The strength of the BRCC format usually hinges on the first 15 minutes, and Ivy nails this. She comes across as remarkably grounded and unpretentious. Unlike many performers who either oversell the "naive amateur" angle or act too jaded, Ivy strikes a perfect balance. She is conversational, funny, and surprisingly open. You get the sense that she is genuinely excited to be there, which sells the fantasy of the "casting" premise effectively. Known for her distinct look—characterized by brown hair

Major adult tube sites and indexing platforms rely heavily on historical metadata. Because Ireland's scenes generated high engagement metrics initially, algorithms continue to serve her content to users searching for vintage or classic casting-style media.

Ivy bridges the gap between traditional runway/model work and the intimate, narrative‑driven content that backroom casting demands.

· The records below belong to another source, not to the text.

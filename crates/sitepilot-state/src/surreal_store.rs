//! SurrealDB-backed DiagnosticStore implementation
//!
//! Uses `schema::DiagnosticRunRow` for persistence, converting to/from
//! `storage_traits` types at the boundary.

use async_trait::async_trait;
use surrealdb::engine::any::Any;
use surrealdb::opt::auth::{Database, Root};
use surrealdb::Surreal;
use tracing::{debug, info};

use crate::config::{resolve_db_url, RemoteAuth};
use crate::error::{StateError, StorageError};
use crate::migrations;
use crate::schema::DiagnosticRunRow;
use crate::storage_traits::{
    DiagnosticPatch, DiagnosticRecord, DiagnosticStore, RunId, RunStatus, StorageResult,
};

const TABLE: &str = "diagnostic_runs";

/// SurrealDB-backed implementation of [`DiagnosticStore`].
#[derive(Clone)]
pub struct SurrealDiagnosticStore {
    db: Surreal<Any>,
}

impl SurrealDiagnosticStore {
    /// Create an in-memory instance for testing.
    ///
    /// Connects to `mem://`, selects `sitepilot/main`, and runs `init_schema`.
    pub async fn in_memory() -> crate::Result<Self> {
        Self::connect("mem://").await
    }

    /// Connect to an unauthenticated endpoint (`mem://`, `surrealkv://<dir>`,
    /// `ws://...`) and initialize the schema.
    pub async fn connect(url: &str) -> crate::Result<Self> {
        if let Some(path) = url.strip_prefix("surrealkv://") {
            std::fs::create_dir_all(path).map_err(|e| {
                StateError::Connection(format!(
                    "Failed to create database directory {}: {}",
                    path, e
                ))
            })?;
        }

        let db = surrealdb::engine::any::connect(url)
            .await
            .map_err(|e| StateError::Connection(format!("Failed to connect to {}: {}", url, e)))?;

        db.use_ns("sitepilot")
            .use_db("main")
            .await
            .map_err(|e| StateError::Connection(e.to_string()))?;

        migrations::init_schema(&db).await?;
        info!(url = %url, "SurrealDiagnosticStore connected");
        Ok(Self { db })
    }

    /// Connect to an authenticated remote instance.
    pub async fn connect_remote(config: &RemoteAuth) -> crate::Result<Self> {
        let db = surrealdb::engine::any::connect(&config.endpoint)
            .await
            .map_err(|e| StateError::Connection(e.to_string()))?;

        if config.root {
            db.signin(Root {
                username: &config.username,
                password: &config.password,
            })
            .await
            .map_err(|e| StateError::Connection(format!("Root auth failed: {e}")))?;
        } else {
            db.signin(Database {
                namespace: &config.namespace,
                database: &config.database,
                username: &config.username,
                password: &config.password,
            })
            .await
            .map_err(|e| StateError::Connection(format!("DB auth failed: {e}")))?;
        }

        db.use_ns(&config.namespace)
            .use_db(&config.database)
            .await
            .map_err(|e| StateError::Connection(e.to_string()))?;

        migrations::init_schema(&db).await?;
        info!(endpoint = %config.endpoint, "SurrealDiagnosticStore connected (remote)");
        Ok(Self { db })
    }

    /// Connect using the environment.
    ///
    /// Remote credentials (`SITEPILOT_REMOTE_*`) take precedence;
    /// otherwise the URL from [`resolve_db_url`] is used.
    pub async fn from_env(explicit_url: Option<&str>) -> crate::Result<Self> {
        if explicit_url.is_none() {
            if let Some(auth) = RemoteAuth::from_env() {
                return Self::connect_remote(&auth).await;
            }
        }
        let url = resolve_db_url(explicit_url);
        Self::connect(&url).await
    }

    // -- private helpers -----------------------------------------------------

    async fn fetch_row(&self, rid: &str) -> StorageResult<Option<DiagnosticRunRow>> {
        let rid_owned = rid.to_string();
        let mut res = self
            .db
            .query("SELECT * FROM diagnostic_runs WHERE run_id = $rid")
            .bind(("rid", rid_owned))
            .await
            .map_err(|e| StorageError::Backend(e.to_string()))?;

        let rows: Vec<DiagnosticRunRow> = res
            .take(0)
            .map_err(|e| StorageError::Backend(e.to_string()))?;

        Ok(rows.into_iter().next())
    }

    async fn fetch_existing(&self, rid: &str) -> StorageResult<DiagnosticRunRow> {
        self.fetch_row(rid)
            .await?
            .ok_or_else(|| StorageError::RunNotFound {
                run_id: rid.to_string(),
            })
    }
}

#[async_trait]
impl DiagnosticStore for SurrealDiagnosticStore {
    async fn create(&self, record: DiagnosticRecord) -> StorageResult<()> {
        if self.fetch_row(record.run_id.as_str()).await?.is_some() {
            return Err(StorageError::DuplicateRun {
                run_id: record.run_id.0,
            });
        }

        debug!(run_id = %record.run_id, "creating diagnostic run");
        let row = DiagnosticRunRow::from_record(record);

        let _created: Option<DiagnosticRunRow> = self
            .db
            .create(TABLE)
            .content(row)
            .await
            .map_err(|e| StorageError::Backend(e.to_string()))?;

        Ok(())
    }

    async fn update(&self, run_id: &RunId, patch: DiagnosticPatch) -> StorageResult<()> {
        let row = self.fetch_existing(run_id.as_str()).await?;
        let mut record = row.into_record()?;
        if record.status.is_terminal() {
            return Err(StorageError::InvalidRunState {
                run_id: run_id.0.clone(),
                status: record.status.to_string(),
                expected: RunStatus::Running.to_string(),
            });
        }

        patch.apply_to(&mut record);
        let updated = DiagnosticRunRow::from_record(record);
        let rid_owned = run_id.0.clone();

        debug!(run_id = %run_id, status = %updated.status, "updating diagnostic run");
        self.db
            .query("UPDATE diagnostic_runs CONTENT $row WHERE run_id = $rid")
            .bind(("row", updated))
            .bind(("rid", rid_owned))
            .await
            .map_err(|e| StorageError::Backend(e.to_string()))?
            .check()
            .map_err(|e| StorageError::Backend(e.to_string()))?;

        Ok(())
    }

    async fn get(&self, run_id: &RunId) -> StorageResult<DiagnosticRecord> {
        self.fetch_existing(run_id.as_str()).await?.into_record()
    }

    async fn list(&self, service_id: Option<&str>) -> StorageResult<Vec<DiagnosticRecord>> {
        let rows: Vec<DiagnosticRunRow> = if let Some(service) = service_id {
            let sid = service.to_string();
            let mut res = self
                .db
                .query("SELECT * FROM diagnostic_runs WHERE service_id = $sid ORDER BY started_at DESC")
                .bind(("sid", sid))
                .await
                .map_err(|e| StorageError::Backend(e.to_string()))?;
            res.take(0)
                .map_err(|e| StorageError::Backend(e.to_string()))?
        } else {
            let mut res = self
                .db
                .query("SELECT * FROM diagnostic_runs ORDER BY started_at DESC")
                .await
                .map_err(|e| StorageError::Backend(e.to_string()))?;
            res.take(0)
                .map_err(|e| StorageError::Backend(e.to_string()))?
        };

        rows.into_iter().map(DiagnosticRunRow::into_record).collect()
    }
}
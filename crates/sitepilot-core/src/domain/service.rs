//! Service integration config consumed by the diagnostics runner.

use serde::{Deserialize, Serialize};

use crate::domain::error::{Result, SitepilotError};

/// How the integration authenticates against the external service.
#[derive(Debug, Clone, Copy, Serialize, Deserialize, PartialEq, Eq, Hash, Default)]
#[serde(rename_all = "snake_case")]
pub enum AuthMode {
    #[serde(rename = "oauth")]
    OAuth,
    ApiKey,
    #[default]
    None,
}

impl AuthMode {
    pub fn as_str(&self) -> &'static str {
        match self {
            AuthMode::OAuth => "oauth",
            AuthMode::ApiKey => "api_key",
            AuthMode::None => "none",
        }
    }
}

/// Body format the integration expects back from the service.
#[derive(Debug, Clone, Copy, Serialize, Deserialize, PartialEq, Eq, Hash, Default)]
#[serde(rename_all = "snake_case")]
pub enum ExpectedResponseType {
    #[default]
    Json,
    Html,
    Text,
}

/// Description of one external service integration to diagnose.
///
/// Contains identifiers and shape expectations only; credentials stay with
/// the stage executor.
#[derive(Debug, Clone, Serialize, Deserialize, PartialEq, Eq)]
pub struct ServiceDiagnosticConfig {
    pub service_id: String,
    pub service_name: String,
    #[serde(default)]
    pub site_id: Option<String>,
    #[serde(default)]
    pub auth_mode: AuthMode,
    #[serde(default)]
    pub expected_response_type: ExpectedResponseType,
    #[serde(default)]
    pub required_output_fields: Vec<String>,
}

impl ServiceDiagnosticConfig {
    pub fn new(service_id: impl Into<String>, service_name: impl Into<String>) -> Self {
        Self {
            service_id: service_id.into(),
            service_name: service_name.into(),
            site_id: None,
            auth_mode: AuthMode::None,
            expected_response_type: ExpectedResponseType::Json,
            required_output_fields: Vec::new(),
        }
    }

    pub fn with_site(mut self, site_id: impl Into<String>) -> Self {
        self.site_id = Some(site_id.into());
        self
    }

    pub fn with_auth_mode(mut self, auth_mode: AuthMode) -> Self {
        self.auth_mode = auth_mode;
        self
    }

    pub fn with_response_type(mut self, response_type: ExpectedResponseType) -> Self {
        self.expected_response_type = response_type;
        self
    }

    pub fn with_required_fields<I, S>(mut self, fields: I) -> Self
    where
        I: IntoIterator<Item = S>,
        S: Into<String>,
    {
        self.required_output_fields = fields.into_iter().map(Into::into).collect();
        self
    }

    /// Reject configs that cannot identify the service.
    pub fn validate(&self) -> Result<()> {
        if self.service_id.trim().is_empty() {
            return Err(SitepilotError::InvalidConfig(
                "service_id must not be empty".to_string(),
            ));
        }
        if self.service_name.trim().is_empty() {
            return Err(SitepilotError::InvalidConfig(
                "service_name must not be empty".to_string(),
            ));
        }
        Ok(())
    }
}
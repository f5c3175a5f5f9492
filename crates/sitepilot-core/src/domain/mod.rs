//! Domain models for sitepilot.
//!
//! Canonical definitions for the core entities:
//! - `ServiceDiagnosticConfig`: the integration being diagnosed
//! - `StageResult` / `OverallStatus`: per-stage and aggregate outcomes

pub mod error;
pub mod service;
pub mod stage;

// Re-export main types and errors
pub use error::{Result, SitepilotError};
pub use service::{AuthMode, ExpectedResponseType, ServiceDiagnosticConfig};
pub use stage::{OverallStatus, StageResult, StageResultsExt, StageStatus};
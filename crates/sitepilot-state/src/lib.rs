//! sitepilot-state: SurrealDB Backend for sitepilot
//!
//! Persistence layer for diagnostic runs. The diagnostics runner only ever
//! writes (`create` once, then `update` per stage report and at finish);
//! read-back exists for tooling.
//!
//! ## Key Components
//!
//! - `DiagnosticStore`: backend-agnostic storage trait
//! - `SurrealDiagnosticStore`: SurrealDB implementation (`mem://`,
//!   `surrealkv://`, or remote)
//! - `fakes`: in-memory stores for tests

pub mod config;
mod error;
pub mod fakes;
pub mod migrations;
mod schema;
pub mod storage_traits;
pub mod surreal_store;

pub use config::{resolve_db_url, RemoteAuth, DB_URL_ENV, DEFAULT_DB_DIR};
pub use error::{StateError, StorageError};
pub use schema::DiagnosticRunRow;
pub use storage_traits::{
    DiagnosticPatch, DiagnosticRecord, DiagnosticStore, RunId, RunStatus, StorageResult,
};
pub use surreal_store::SurrealDiagnosticStore;

/// Result type for sitepilot-state operations
pub type Result<T> = std::result::Result<T, StateError>;
//! Key-based secret redaction for structured values.
//!
//! Any object field whose *name* is classified as sensitive has its value
//! replaced by a fixed placeholder, at any nesting depth. The shape of the
//! value is preserved; values under non-sensitive keys are walked
//! recursively but never rewritten.

use std::sync::{Arc, LazyLock};

use regex::Regex;
use serde_json::Value;

/// Placeholder written in place of sensitive values.
pub const REDACTED: &str = "[REDACTED]";

/// Default case-insensitive pattern for sensitive field names.
pub const DEFAULT_SENSITIVE_KEY_PATTERN: &str = r"(?i)(token|secret|passw(or)?d|api[_-]?key|authorization|cookie|credential|private[_-]?key|bearer|session[_-]?id|signature)";

static DEFAULT_SENSITIVE_KEY_RE: LazyLock<Regex> = LazyLock::new(|| {
    Regex::new(DEFAULT_SENSITIVE_KEY_PATTERN).expect("default sensitive key pattern is valid")
});

/// Decides whether a field name holds secret material.
pub trait SensitiveKeyPredicate: Send + Sync {
    fn is_sensitive_key(&self, name: &str) -> bool;
}

impl<F> SensitiveKeyPredicate for F
where
    F: Fn(&str) -> bool + Send + Sync,
{
    fn is_sensitive_key(&self, name: &str) -> bool {
        self(name)
    }
}

/// Regex-backed [`SensitiveKeyPredicate`].
#[derive(Debug, Clone)]
pub struct RegexKeyPredicate {
    regex: Regex,
}

impl RegexKeyPredicate {
    pub fn new(pattern: &str) -> Result<Self, regex::Error> {
        Ok(Self {
            regex: Regex::new(pattern)?,
        })
    }
}

impl Default for RegexKeyPredicate {
    fn default() -> Self {
        Self {
            regex: DEFAULT_SENSITIVE_KEY_RE.clone(),
        }
    }
}

impl SensitiveKeyPredicate for RegexKeyPredicate {
    fn is_sensitive_key(&self, name: &str) -> bool {
        self.regex.is_match(name)
    }
}

/// Either of two predicates.
struct AnyOf(Arc<dyn SensitiveKeyPredicate>, Arc<dyn SensitiveKeyPredicate>);

impl SensitiveKeyPredicate for AnyOf {
    fn is_sensitive_key(&self, name: &str) -> bool {
        self.0.is_sensitive_key(name) || self.1.is_sensitive_key(name)
    }
}

/// Recursive key-based redactor.
#[derive(Clone)]
pub struct SecretRedactor {
    predicate: Arc<dyn SensitiveKeyPredicate>,
    placeholder: String,
}

impl std::fmt::Debug for SecretRedactor {
    fn fmt(&self, f: &mut std::fmt::Formatter<'_>) -> std::fmt::Result {
        f.debug_struct("SecretRedactor")
            .field("placeholder", &self.placeholder)
            .finish_non_exhaustive()
    }
}

impl Default for SecretRedactor {
    fn default() -> Self {
        Self::new()
    }
}

impl SecretRedactor {
    /// Redactor using [`DEFAULT_SENSITIVE_KEY_PATTERN`] and [`REDACTED`].
    pub fn new() -> Self {
        Self::with_predicate(RegexKeyPredicate::default())
    }

    /// Redactor with a custom key classifier.
    pub fn with_predicate(predicate: impl SensitiveKeyPredicate + 'static) -> Self {
        Self {
            predicate: Arc::new(predicate),
            placeholder: REDACTED.to_string(),
        }
    }

    /// Keep the current classifier and additionally redact keys matched by
    /// `extra`.
    pub fn also(self, extra: impl SensitiveKeyPredicate + 'static) -> Self {
        Self {
            predicate: Arc::new(AnyOf(self.predicate, Arc::new(extra))),
            placeholder: self.placeholder,
        }
    }

    pub fn with_placeholder(mut self, placeholder: impl Into<String>) -> Self {
        self.placeholder = placeholder.into();
        self
    }

    pub fn is_sensitive_key(&self, name: &str) -> bool {
        self.predicate.is_sensitive_key(name)
    }

    /// Return a redacted copy of `value`.
    pub fn redact(&self, value: &Value) -> Value {
        let mut out = value.clone();
        self.redact_in_place(&mut out);
        out
    }

    /// Redact `value` without copying.
    pub fn redact_in_place(&self, value: &mut Value) {
        match value {
            Value::Object(map) => {
                for (key, child) in map.iter_mut() {
                    if self.predicate.is_sensitive_key(key) {
                        *child = Value::String(self.placeholder.clone());
                    } else {
                        self.redact_in_place(child);
                    }
                }
            }
            Value::Array(items) => {
                for item in items.iter_mut() {
                    self.redact_in_place(item);
                }
            }
            _ => {}
        }
    }
}

/// Redact with the default classifier and placeholder.
pub fn redact_secrets(value: &Value) -> Value {
    static DEFAULT: LazyLock<SecretRedactor> = LazyLock::new(SecretRedactor::new);
    DEFAULT.redact(value)
}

Brands love her because she can carry a story without a script , making the final product feel authentic.

: Embracing new technology, she has expanded her portfolio into Virtual Reality projects, providing a more immersive experience for her audience and staying at the forefront of media trends.

Acknowledgement

This website is adapted from Nerfies, UniversalNER and LLaVA, licensed under a Creative Commons Attribution-ShareAlike 4.0 International License. We thank the LLaMA team for giving us access to their models.

Usage and License Notices: The data abd code is intended and licensed for research use only. They are also restricted to uses that follow the license agreement of LLaMA, ChatGPT, and the original dataset used in the benchmark. The dataset is CC BY NC 4.0 (allowing only non-commercial use) and models trained using the dataset should not be used outside of research purposes.